A première vue, le curriculum de Jacob Zuma, prochain président probable de l'ANC, et donc de l'Afrique du Sud, n'est guère reluisant. A 65 ans, dont quarante-huit passés au sein parti et dix dans la sinistre prison de Robben Island, il a connu une déchéance brutale en 2005. Six ans après en avoir fait son vice-président, Thabo Mbeki l'a congédié lorsqu'un de ses conseillers fut condamné pour corruption.

L'année suivante, «JZ», Zoulou orgueilleux, était poursuivi pour viol. Disculpé, il n'en a pas moins à jamais choqué en relatant sa douche prise après un rapport avec une femme séropositive «pour limiter le risque de contracter la maladie.» Enfin, il risque toujours l'inculpation pour corruption dans une affaire de transaction d'armes, sur laquelle la justice ne se prononcera pas avant février 2008.
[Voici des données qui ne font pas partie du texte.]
//! Handlers for persisted stories.
//!
//! Routes:
//! - `GET    /children/{child_id}/stories` — list a child's stories
//! - `POST   /children/{child_id}/stories` — persist a generated story
//! - `GET    /stories/{id}`                — fetch one story
//! - `DELETE /stories/{id}`                — delete a story
//! - `PUT    /stories/{id}/favorite`       — toggle the favorite flag

use axum::extract::{Path, State};
use axum::http::StatusCode;
use axum::response::IntoResponse;
use axum::Json;
use validator::Validate;

use storynest_core::error::CoreError;
use storynest_core::types::DbId;
use storynest_db::models::story::CreateStory;
use storynest_db::repositories::{ChildRepo, StoryRepo};

use crate::error::{AppError, AppResult};
use crate::middleware::auth::AuthUser;
use crate::response::DataResponse;
use crate::state::AppState;

/// GET /api/v1/children/{child_id}/stories
pub async fn list_by_child(
    State(state): State<AppState>,
    user: AuthUser,
    Path(child_id): Path<DbId>,
) -> AppResult<impl IntoResponse> {
    // Distinguish "no stories yet" from "not your child".
    ensure_child_owned(&state, child_id, user.user_id).await?;

    let stories = StoryRepo::list_by_child(&state.pool, child_id, user.user_id).await?;
    Ok(Json(DataResponse { data: stories }))
}

/// POST /api/v1/children/{child_id}/stories
///
/// Persist a story the client received from the generation endpoint. The
/// illustrations array is stored verbatim as JSON.
pub async fn create(
    State(state): State<AppState>,
    user: AuthUser,
    Path(child_id): Path<DbId>,
    Json(input): Json<CreateStory>,
) -> AppResult<impl IntoResponse> {
    input.validate()?;
    ensure_child_owned(&state, child_id, user.user_id).await?;

    let story = StoryRepo::create(&state.pool, child_id, &input).await?;
    tracing::info!(story_id = story.id, child_id, "Story saved");

    Ok((StatusCode::CREATED, Json(DataResponse { data: story })))
}

/// GET /api/v1/stories/{id}
pub async fn get_by_id(
    State(state): State<AppState>,
    user: AuthUser,
    Path(id): Path<DbId>,
) -> AppResult<impl IntoResponse> {
    let story = StoryRepo::find_for_user(&state.pool, id, user.user_id)
        .await?
        .ok_or(AppError::Core(CoreError::NotFound {
            entity: "Story",
            id,
        }))?;

    Ok(Json(DataResponse { data: story }))
}

/// PUT /api/v1/stories/{id}/favorite
pub async fn toggle_favorite(
    State(state): State<AppState>,
    user: AuthUser,
    Path(id): Path<DbId>,
) -> AppResult<impl IntoResponse> {
    let story = StoryRepo::toggle_favorite(&state.pool, id, user.user_id)
        .await?
        .ok_or(AppError::Core(CoreError::NotFound {
            entity: "Story",
            id,
        }))?;

    Ok(Json(DataResponse { data: story }))
}

/// DELETE /api/v1/stories/{id}
pub async fn delete(
    State(state): State<AppState>,
    user: AuthUser,
    Path(id): Path<DbId>,
) -> AppResult<StatusCode> {
    let deleted = StoryRepo::delete(&state.pool, id, user.user_id).await?;
    if !deleted {
        return Err(AppError::Core(CoreError::NotFound {
            entity: "Story",
            id,
        }));
    }

    Ok(StatusCode::NO_CONTENT)
}

/// Verify that `child_id` belongs to `user_id`, answering 404 otherwise.
async fn ensure_child_owned(state: &AppState, child_id: DbId, user_id: DbId) -> AppResult<()> {
    ChildRepo::find_for_user(&state.pool, child_id, user_id)
        .await?
        .ok_or(AppError::Core(CoreError::NotFound {
            entity: "Child",
            id: child_id,
        }))?;
    Ok(())
}
//! The story pipeline: prompt → text model → parse → illustrate → assemble.

use std::sync::Arc;

use base64::Engine as _;
use futures::future::join_all;

use storynest_core::characteristics::PhysicalCharacteristics;
use storynest_core::ports::{
    GenAiError, ImageGenerator, ObjectStore, ReferenceImage, StorageError, TextGenerator,
};
use storynest_core::prompt::{build_illustration_prompt, build_story_prompt};
use storynest_core::story::{
    extract_story_json, GeneratedStory, IllustrationResult, IllustrationSpec, StoryParseError,
    StoryRequest, StoryWarning,
};
use storynest_storage::{key, IMMUTABLE_CACHE_CONTROL};

/// Image generation plus durable storage, present only when both services
/// are configured.
pub struct Illustrator {
    pub images: Arc<dyn ImageGenerator>,
    pub store: Arc<dyn ObjectStore>,
}

/// Errors terminating a generation request.
///
/// Illustration failures never appear here -- they degrade to entries
/// without an image URL (plus at most a response-level warning).
#[derive(Debug, thiserror::Error)]
pub enum PipelineError {
    /// The model's reply contained no parseable JSON object.
    #[error("Failed to parse story response")]
    UnparseableResponse,

    /// The parsed object lacked a usable title or content.
    #[error("Invalid story format")]
    InvalidStoryFormat,

    /// The text-generation call itself failed.
    #[error("Text generation failed: {0}")]
    TextService(#[from] GenAiError),
}

impl From<StoryParseError> for PipelineError {
    fn from(err: StoryParseError) -> Self {
        match err {
            StoryParseError::Unparseable => PipelineError::UnparseableResponse,
            StoryParseError::InvalidFormat => PipelineError::InvalidStoryFormat,
        }
    }
}

/// Why one illustration attempt produced no image.
#[derive(Debug, thiserror::Error)]
enum IllustrationFailure {
    #[error(transparent)]
    Generation(#[from] GenAiError),

    #[error(transparent)]
    Storage(#[from] StorageError),
}

impl IllustrationFailure {
    fn is_content_policy(&self) -> bool {
        matches!(
            self,
            IllustrationFailure::Generation(GenAiError::ContentPolicy(_))
        )
    }
}

/// Stateless orchestrator for story generation.
///
/// Holds only the service ports; every request is independent. Constructed
/// once at startup from explicit configuration.
pub struct StoryPipeline {
    text: Arc<dyn TextGenerator>,
    illustrator: Option<Illustrator>,
    fetch_client: reqwest::Client,
}

impl StoryPipeline {
    pub fn new(text: Arc<dyn TextGenerator>, illustrator: Option<Illustrator>) -> Self {
        Self {
            text,
            illustrator,
            fetch_client: reqwest::Client::new(),
        }
    }

    /// Whether illustration rendering is configured (vs. the degraded
    /// descriptions-only mode).
    pub fn illustrations_enabled(&self) -> bool {
        self.illustrator.is_some()
    }

    /// Run the full pipeline for one request.
    pub async fn generate(&self, request: &StoryRequest) -> Result<GeneratedStory, PipelineError> {
        let prompt = build_story_prompt(request);

        let reference_image = match &request.source_illustration {
            Some(source) => self.fetch_reference_image(&source.url).await,
            None => None,
        };

        let raw = self.text.generate(&prompt, reference_image.as_ref()).await?;
        let parsed = extract_story_json(&raw)?;

        tracing::info!(
            title = %parsed.title,
            illustrations = parsed.illustrations.len(),
            "Story text generated"
        );

        let (illustrations, warning) = match &self.illustrator {
            Some(illustrator) => {
                self.resolve_illustrations(
                    illustrator,
                    &parsed.illustrations,
                    request.physical_characteristics.as_ref(),
                )
                .await
            }
            // Degraded mode: descriptions only, not an error.
            None => (
                parsed
                    .illustrations
                    .iter()
                    .map(|spec| IllustrationResult {
                        description: spec.description.clone(),
                        position: spec.position,
                        image_url: None,
                    })
                    .collect(),
                None,
            ),
        };

        Ok(GeneratedStory {
            title: parsed.title,
            content: parsed.content,
            illustrations,
            warning,
        })
    }

    /// Fetch and base64-encode the source illustration.
    ///
    /// A failed fetch degrades to text-only generation; the prompt already
    /// carries the textual inspiration instruction.
    async fn fetch_reference_image(&self, url: &str) -> Option<ReferenceImage> {
        let response = match self.fetch_client.get(url).send().await {
            Ok(response) if response.status().is_success() => response,
            Ok(response) => {
                tracing::warn!(url, status = %response.status(), "Source illustration fetch failed");
                return None;
            }
            Err(err) => {
                tracing::warn!(url, error = %err, "Source illustration fetch failed");
                return None;
            }
        };

        let media_type = response
            .headers()
            .get(reqwest::header::CONTENT_TYPE)
            .and_then(|v| v.to_str().ok())
            .map(|v| v.split(';').next().unwrap_or(v).trim().to_string())
            .filter(|v| v.starts_with("image/"))
            .unwrap_or_else(|| "image/png".to_string());

        let bytes = match response.bytes().await {
            Ok(bytes) => bytes,
            Err(err) => {
                tracing::warn!(url, error = %err, "Source illustration body read failed");
                return None;
            }
        };

        Some(ReferenceImage {
            media_type,
            data_base64: base64::engine::general_purpose::STANDARD.encode(&bytes),
        })
    }

    /// Render and store every illustration concurrently.
    ///
    /// All attempts are awaited to completion (no early return) and results
    /// are paired with their source description by position, so the output
    /// order matches the model's order regardless of completion order. Any
    /// single failure yields a `None` URL for that entry only; a
    /// content-policy refusal additionally sets the response warning.
    async fn resolve_illustrations(
        &self,
        illustrator: &Illustrator,
        specs: &[IllustrationSpec],
        characteristics: Option<&PhysicalCharacteristics>,
    ) -> (Vec<IllustrationResult>, Option<StoryWarning>) {
        let attempts = specs.iter().map(|spec| {
            let prompt = build_illustration_prompt(&spec.description, characteristics);
            async move {
                match resolve_one(illustrator, &prompt).await {
                    Ok(url) => (Some(url), false),
                    Err(failure) => {
                        tracing::warn!(
                            description = %spec.description,
                            error = %failure,
                            "Illustration attempt failed"
                        );
                        (None, failure.is_content_policy())
                    }
                }
            }
        });

        let settled = join_all(attempts).await;

        let content_policy_hit = settled.iter().any(|(_, rejected)| *rejected);
        let results = specs
            .iter()
            .zip(settled)
            .map(|(spec, (image_url, _))| IllustrationResult {
                description: spec.description.clone(),
                position: spec.position,
                image_url,
            })
            .collect();

        let warning = content_policy_hit.then_some(StoryWarning::IllustrationContentPolicy);
        (results, warning)
    }
}

/// One illustration attempt: generate, then store under a fresh key.
async fn resolve_one(
    illustrator: &Illustrator,
    prompt: &str,
) -> Result<String, IllustrationFailure> {
    let bytes = illustrator.images.generate(prompt).await?;
    let key = key::illustration_key();
    let url = illustrator
        .store
        .put(&key, bytes, "image/png", IMMUTABLE_CACHE_CONTROL)
        .await?;
    Ok(url)
}
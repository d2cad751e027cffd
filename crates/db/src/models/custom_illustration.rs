//! User-uploaded custom illustration model.

use serde::Serialize;
use sqlx::FromRow;
use storynest_core::types::{DbId, Timestamp};

/// A custom illustration row. The image itself lives in object storage;
/// `storage_key` is kept so deletion can remove the stored object.
#[derive(Debug, Clone, FromRow, Serialize)]
pub struct CustomIllustration {
    pub id: DbId,
    pub user_id: DbId,
    pub title: String,
    pub description: Option<String>,
    pub image_url: String,
    #[serde(skip_serializing)]
    pub storage_key: String,
    pub created_at: Timestamp,
}

/// Internal DTO for inserting a custom illustration after upload.
#[derive(Debug, Clone)]
pub struct CreateCustomIllustration {
    pub user_id: DbId,
    pub title: String,
    pub description: Option<String>,
    pub image_url: String,
    pub storage_key: String,
}
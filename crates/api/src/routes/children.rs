//! Route definitions for child profiles and their nested stories.

use axum::routing::get;
use axum::Router;

use crate::handlers::{child, story};
use crate::state::AppState;

/// Routes mounted at `/children`.
///
/// ```text
/// GET    /                          list
/// POST   /                          create
/// GET    /{id}                      get_by_id
/// PUT    /{id}                      update
/// DELETE /{id}                      delete
///
/// GET    /{id}/stories              list_by_child
/// POST   /{id}/stories              create (persist a generated story)
/// ```
pub fn router() -> Router<AppState> {
    Router::new().nest(
        "/children",
        Router::new()
            .route("/", get(child::list).post(child::create))
            .route(
                "/{id}",
                get(child::get_by_id)
                    .put(child::update)
                    .delete(child::delete),
            )
            .route(
                "/{id}/stories",
                get(story::list_by_child).post(story::create),
            ),
    )
}
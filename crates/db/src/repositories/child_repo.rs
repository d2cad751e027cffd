//! Repository for the `children` table.

use sqlx::PgPool;
use storynest_core::types::DbId;

use crate::models::child::{Child, CreateChild, UpdateChild};

/// Column list shared across queries to avoid repetition.
const COLUMNS: &str = "id, user_id, name, age, reading_level, favorite_things, parent_summary, \
     skin_tone, hair_color, eye_color, gender, pronouns, profile_image_url, \
     created_at, updated_at";

/// CRUD operations for child profiles. All lookups are scoped to the
/// owning user so one account can never see another's children.
pub struct ChildRepo;

impl ChildRepo {
    /// Insert a new child profile for `user_id`, returning the created row.
    pub async fn create(
        pool: &PgPool,
        user_id: DbId,
        input: &CreateChild,
    ) -> Result<Child, sqlx::Error> {
        let query = format!(
            "INSERT INTO children (user_id, name, age, reading_level, favorite_things,
                                   parent_summary, skin_tone, hair_color, eye_color,
                                   gender, pronouns, profile_image_url)
             VALUES ($1, $2, $3, $4, $5, $6, $7, $8, $9, $10, $11, $12)
             RETURNING {COLUMNS}"
        );
        sqlx::query_as::<_, Child>(&query)
            .bind(user_id)
            .bind(&input.name)
            .bind(input.age)
            .bind(&input.reading_level)
            .bind(&input.favorite_things)
            .bind(&input.parent_summary)
            .bind(&input.skin_tone)
            .bind(&input.hair_color)
            .bind(&input.eye_color)
            .bind(&input.gender)
            .bind(&input.pronouns)
            .bind(&input.profile_image_url)
            .fetch_one(pool)
            .await
    }

    /// Find a child owned by `user_id`. Children of other users are
    /// indistinguishable from nonexistent ones.
    pub async fn find_for_user(
        pool: &PgPool,
        id: DbId,
        user_id: DbId,
    ) -> Result<Option<Child>, sqlx::Error> {
        let query = format!("SELECT {COLUMNS} FROM children WHERE id = $1 AND user_id = $2");
        sqlx::query_as::<_, Child>(&query)
            .bind(id)
            .bind(user_id)
            .fetch_optional(pool)
            .await
    }

    /// List all children for a user, oldest profile first.
    pub async fn list_by_user(pool: &PgPool, user_id: DbId) -> Result<Vec<Child>, sqlx::Error> {
        let query = format!(
            "SELECT {COLUMNS} FROM children WHERE user_id = $1 ORDER BY created_at ASC"
        );
        sqlx::query_as::<_, Child>(&query)
            .bind(user_id)
            .fetch_all(pool)
            .await
    }

    /// Update a child profile. Only non-`None` fields in `input` are
    /// applied. Returns `None` if the child does not exist for this user.
    pub async fn update(
        pool: &PgPool,
        id: DbId,
        user_id: DbId,
        input: &UpdateChild,
    ) -> Result<Option<Child>, sqlx::Error> {
        let query = format!(
            "UPDATE children SET
                name = COALESCE($3, name),
                age = COALESCE($4, age),
                reading_level = COALESCE($5, reading_level),
                favorite_things = COALESCE($6, favorite_things),
                parent_summary = COALESCE($7, parent_summary),
                skin_tone = COALESCE($8, skin_tone),
                hair_color = COALESCE($9, hair_color),
                eye_color = COALESCE($10, eye_color),
                gender = COALESCE($11, gender),
                pronouns = COALESCE($12, pronouns),
                profile_image_url = COALESCE($13, profile_image_url),
                updated_at = NOW()
             WHERE id = $1 AND user_id = $2
             RETURNING {COLUMNS}"
        );
        sqlx::query_as::<_, Child>(&query)
            .bind(id)
            .bind(user_id)
            .bind(&input.name)
            .bind(input.age)
            .bind(&input.reading_level)
            .bind(&input.favorite_things)
            .bind(&input.parent_summary)
            .bind(&input.skin_tone)
            .bind(&input.hair_color)
            .bind(&input.eye_color)
            .bind(&input.gender)
            .bind(&input.pronouns)
            .bind(&input.profile_image_url)
            .fetch_optional(pool)
            .await
    }

    /// Delete a child profile (stories cascade). Returns `true` if a row
    /// was removed.
    pub async fn delete(pool: &PgPool, id: DbId, user_id: DbId) -> Result<bool, sqlx::Error> {
        let result = sqlx::query("DELETE FROM children WHERE id = $1 AND user_id = $2")
            .bind(id)
            .bind(user_id)
            .execute(pool)
            .await?;
        Ok(result.rows_affected() > 0)
    }
}
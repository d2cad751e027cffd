//! OpenAI Images API client (illustration generation).
//!
//! One call produces one square image; the API answers with a temporary
//! URL whose bytes are fetched immediately, since the URL expires long
//! before the story is read again.

use async_trait::async_trait;
use bytes::Bytes;
use serde::Deserialize;
use serde_json::json;

use storynest_core::ports::{GenAiError, ImageGenerator};

const GENERATIONS_URL: &str = "https://api.openai.com/v1/images/generations";

/// Model used for all illustration generation.
pub const MODEL: &str = "dall-e-3";

/// Fixed output resolution (square).
pub const IMAGE_SIZE: &str = "1024x1024";

/// Error code OpenAI uses for content-policy refusals.
const CONTENT_POLICY_CODE: &str = "content_policy_violation";

/// Client for single-image generations.
#[derive(Clone)]
pub struct OpenAiImageClient {
    client: reqwest::Client,
    api_key: String,
}

#[derive(Deserialize)]
struct GenerationsResponse {
    data: Vec<GeneratedImage>,
}

#[derive(Deserialize)]
struct GeneratedImage {
    url: String,
}

#[derive(Deserialize)]
struct ErrorResponse {
    error: ErrorDetail,
}

#[derive(Deserialize)]
struct ErrorDetail {
    #[serde(default)]
    code: Option<String>,
    #[serde(default)]
    message: String,
}

impl OpenAiImageClient {
    pub fn new(api_key: String) -> Self {
        Self {
            client: reqwest::Client::new(),
            api_key,
        }
    }

    /// Map a non-2xx body to the right error, distinguishing the
    /// content-policy refusal so callers can surface it as a warning.
    fn classify_error(status: u16, body: &str) -> GenAiError {
        if let Ok(parsed) = serde_json::from_str::<ErrorResponse>(body) {
            if parsed.error.code.as_deref() == Some(CONTENT_POLICY_CODE) {
                return GenAiError::ContentPolicy(parsed.error.message);
            }
            return GenAiError::Upstream {
                status,
                message: parsed.error.message,
            };
        }
        GenAiError::Upstream {
            status,
            message: body.chars().take(500).collect(),
        }
    }
}

#[async_trait]
impl ImageGenerator for OpenAiImageClient {
    async fn generate(&self, prompt: &str) -> Result<Bytes, GenAiError> {
        let response = self
            .client
            .post(GENERATIONS_URL)
            .bearer_auth(&self.api_key)
            .json(&json!({
                "model": MODEL,
                "prompt": prompt,
                "n": 1,
                "size": IMAGE_SIZE,
                "quality": "standard",
            }))
            .send()
            .await
            .map_err(|e| GenAiError::Transport(e.to_string()))?;

        let status = response.status();
        if !status.is_success() {
            let body = response.text().await.unwrap_or_default();
            return Err(Self::classify_error(status.as_u16(), &body));
        }

        let parsed: GenerationsResponse = response
            .json()
            .await
            .map_err(|e| GenAiError::UnexpectedResponse(e.to_string()))?;

        let image_url = parsed
            .data
            .into_iter()
            .next()
            .map(|image| image.url)
            .ok_or_else(|| GenAiError::UnexpectedResponse("no image in response".into()))?;

        // The returned URL is short-lived; fetch the bytes now.
        let image = self
            .client
            .get(&image_url)
            .send()
            .await
            .map_err(|e| GenAiError::Transport(e.to_string()))?;

        if !image.status().is_success() {
            return Err(GenAiError::Upstream {
                status: image.status().as_u16(),
                message: format!("image fetch failed for {image_url}"),
            });
        }

        image
            .bytes()
            .await
            .map_err(|e| GenAiError::Transport(e.to_string()))
    }
}

#[cfg(test)]
mod tests {
    use assert_matches::assert_matches;

    use super::*;

    #[test]
    fn content_policy_rejection_is_distinguished() {
        let body = r#"{"error": {"code": "content_policy_violation",
            "message": "Your request was rejected by the safety system."}}"#;
        assert_matches!(
            OpenAiImageClient::classify_error(400, body),
            GenAiError::ContentPolicy(msg) if msg.contains("safety system")
        );
    }

    #[test]
    fn other_api_errors_are_upstream() {
        let body = r#"{"error": {"code": "rate_limit_exceeded", "message": "slow down"}}"#;
        assert_matches!(
            OpenAiImageClient::classify_error(429, body),
            GenAiError::Upstream { status: 429, message } if message == "slow down"
        );
    }

    #[test]
    fn unparseable_error_body_is_upstream() {
        assert_matches!(
            OpenAiImageClient::classify_error(502, "<html>bad gateway</html>"),
            GenAiError::Upstream { status: 502, .. }
        );
    }

    #[test]
    fn generations_response_parses_first_url() {
        let parsed: GenerationsResponse = serde_json::from_str(
            r#"{"created": 1720000000, "data": [{"url": "https://img.example/tmp.png",
                "revised_prompt": "A cat"}]}"#,
        )
        .unwrap();
        assert_eq!(parsed.data[0].url, "https://img.example/tmp.png");
    }
}
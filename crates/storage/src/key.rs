//! Storage-key generation.
//!
//! Keys combine a millisecond timestamp with a random token, which keeps
//! them collision-resistant without any coordination and keeps listings
//! roughly chronological.

use rand::Rng;

/// Prefix for story illustrations produced by the generation pipeline.
const ILLUSTRATION_PREFIX: &str = "illustrations";

/// Prefix for user-uploaded custom illustrations.
const CUSTOM_ILLUSTRATION_PREFIX: &str = "custom-illustrations";

/// 48-bit random token rendered as 12 hex characters.
fn random_token() -> String {
    let token: u64 = rand::rng().random::<u64>() & 0xFFFF_FFFF_FFFF;
    format!("{token:012x}")
}

fn timestamped_key(prefix: &str, extension: &str) -> String {
    let millis = chrono::Utc::now().timestamp_millis();
    format!("{prefix}/{millis}-{}.{extension}", random_token())
}

/// Key for one generated story illustration (always PNG).
pub fn illustration_key() -> String {
    timestamped_key(ILLUSTRATION_PREFIX, "png")
}

/// Key for an uploaded custom illustration with the given file extension.
pub fn custom_illustration_key(extension: &str) -> String {
    timestamped_key(CUSTOM_ILLUSTRATION_PREFIX, extension)
}
//! S3-backed [`ObjectStore`] implementation.

use async_trait::async_trait;
use aws_sdk_s3::config::Region;
use aws_sdk_s3::primitives::ByteStream;
use bytes::Bytes;

use storynest_core::ports::{ObjectStore, StorageError};

/// Object store writing to a single public S3 bucket.
///
/// Credentials come from the ambient AWS provider chain (environment,
/// profile, instance role); bucket and region are explicit configuration.
#[derive(Clone)]
pub struct S3ObjectStore {
    client: aws_sdk_s3::Client,
    bucket: String,
    region: String,
}

impl S3ObjectStore {
    /// Build a store for `bucket` in `region` using the default credential
    /// chain.
    pub async fn new(bucket: String, region: String) -> Self {
        let config = aws_config::defaults(aws_config::BehaviorVersion::latest())
            .region(Region::new(region.clone()))
            .load()
            .await;
        Self {
            client: aws_sdk_s3::Client::new(&config),
            bucket,
            region,
        }
    }

    /// Public virtual-hosted-style URL for an object key.
    pub fn public_url(&self, key: &str) -> String {
        format!(
            "https://{bucket}.s3.{region}.amazonaws.com/{key}",
            bucket = self.bucket,
            region = self.region,
        )
    }
}

#[async_trait]
impl ObjectStore for S3ObjectStore {
    async fn put(
        &self,
        key: &str,
        bytes: Bytes,
        content_type: &str,
        cache_control: &str,
    ) -> Result<String, StorageError> {
        let size = bytes.len();
        self.client
            .put_object()
            .bucket(&self.bucket)
            .key(key)
            .body(ByteStream::from(bytes))
            .content_type(content_type)
            .cache_control(cache_control)
            .send()
            .await
            .map_err(|e| StorageError::Upload {
                key: key.to_string(),
                message: e.to_string(),
            })?;

        tracing::debug!(key, size, "Stored object");
        Ok(self.public_url(key))
    }

    async fn delete(&self, key: &str) -> Result<(), StorageError> {
        // S3 DeleteObject is idempotent; a missing key succeeds.
        self.client
            .delete_object()
            .bucket(&self.bucket)
            .key(key)
            .send()
            .await
            .map_err(|e| StorageError::Delete {
                key: key.to_string(),
                message: e.to_string(),
            })?;
        Ok(())
    }
}
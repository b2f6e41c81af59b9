// Runtime configuration. The only setting is where registrations are
// stored; it is fixed to `enrollments.json` in the working directory.

use std::path::PathBuf;

pub const DEFAULT_DATA_FILE: &str = "enrollments.json";

#[derive(Debug, Clone, PartialEq, Eq)]
pub struct Config {
    pub data_file: PathBuf,
}

impl Default for Config {
    fn default() -> Self {
        Config {
            data_file: PathBuf::from(DEFAULT_DATA_FILE),
        }
    }
}

#[cfg(test)]
mod tests {
    use super::*;

    #[test]
    fn defaults_to_enrollments_json() {
        assert_eq!(Config::default().data_file, PathBuf::from("enrollments.json"));
    }
}
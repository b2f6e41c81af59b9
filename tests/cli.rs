// Runs the built binary with piped stdin in a scratch working directory.

use std::io::Write;
use std::path::Path;
use std::process::{Command, Output, Stdio};
use tempfile::TempDir;

fn run_cli(cwd: &Path, input: &str, envs: &[(&str, &str)]) -> Output {
    let mut child = Command::new(env!("CARGO_BIN_EXE_course-registration"))
        .current_dir(cwd)
        .env_remove("RUST_LOG")
        .envs(envs.iter().copied())
        .stdin(Stdio::piped())
        .stdout(Stdio::piped())
        .stderr(Stdio::piped())
        .spawn()
        .unwrap();
    child.stdin.take().unwrap().write_all(input.as_bytes()).unwrap();
    child.wait_with_output().unwrap()
}

#[test]
fn routine_errors_print_only_the_console_block() {
    let dir = TempDir::new().unwrap();

    let output = run_cli(dir.path(), "9\n4\n", &[]);

    assert!(output.status.success());
    let stdout = String::from_utf8(output.stdout).unwrap();
    assert!(stdout.contains("File not found."));
    assert!(stdout.contains("Invalid option.  Please choose between 1-4."));
    assert!(stdout.contains("Program Ended."));
    assert_eq!(String::from_utf8(output.stderr).unwrap(), "");
}

#[test]
fn saves_to_enrollments_json_in_the_working_directory() {
    let dir = TempDir::new().unwrap();
    let elsewhere = dir.path().join("other.json");

    let output = run_cli(
        dir.path(),
        "1\nAnn\nLee\nBiology\n3\n4\n",
        &[("COURSE_REGISTRATION_FILE", elsewhere.to_str().unwrap())],
    );

    assert!(output.status.success());
    assert!(!elsewhere.exists());
    assert_eq!(
        std::fs::read_to_string(dir.path().join("enrollments.json")).unwrap(),
        r#"[{"FirstName":"Ann","LastName":"Lee","CourseName":"Biology"}]"#
    );
}

#[test]
fn closed_stdin_still_exits_cleanly() {
    let dir = TempDir::new().unwrap();

    let output = run_cli(dir.path(), "2\n", &[]);

    assert!(output.status.success());
    let stdout = String::from_utf8(output.stdout).unwrap();
    assert!(stdout.contains("Unknown Error. Please contact support."));
}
«Ses partisans prétendent qu'il a été victime de l'utilisation politique par le président Mbeki de la justice et de la police. Cela lui a valu des sympathies», relève Dirk Kotze, professeur. Sympathies qu'en homme avenant, frayant aussi bien avec la majorité noire que la minorité blanche, il a cultivées. Il sait jouer du populisme pour se démarquer de son rival. «Il est l'équivalent politique d'une manche à air, raille Pieter Fourie, professeur à Johannesburg. Il n'est attaché à aucun principe, mais dit exactement ce que les gens veulent entendre. Il est très populaire auprès des pauvres et des ruraux qui constituent 60% la population sud-africaine.»

Proche de Nelson Mandela, il est crédité de talents de médiateur. Et si son rattachement à l'aile gauche du parti inquiète les milieux d'affaires, il a courtisé les entrepreneurs et même accompli une tournée mondiale pour convaincre les investisseurs étrangers qu'il ne projetait pas de virage majeur de la politique économique. S'il est porté à la tête de l'ANC «il aura devant lui deux ans de période de grâce avant les élections de 2009 pour attaquer avec un nouvel enthousiasme les problèmes de l'Afrique du Sud. Sous sa pression, Thabo Mbeki pourrait se révéler un excellent président d'ici à la fin de son mandat», confie pleine d'espoir la politologue Susan Booysen.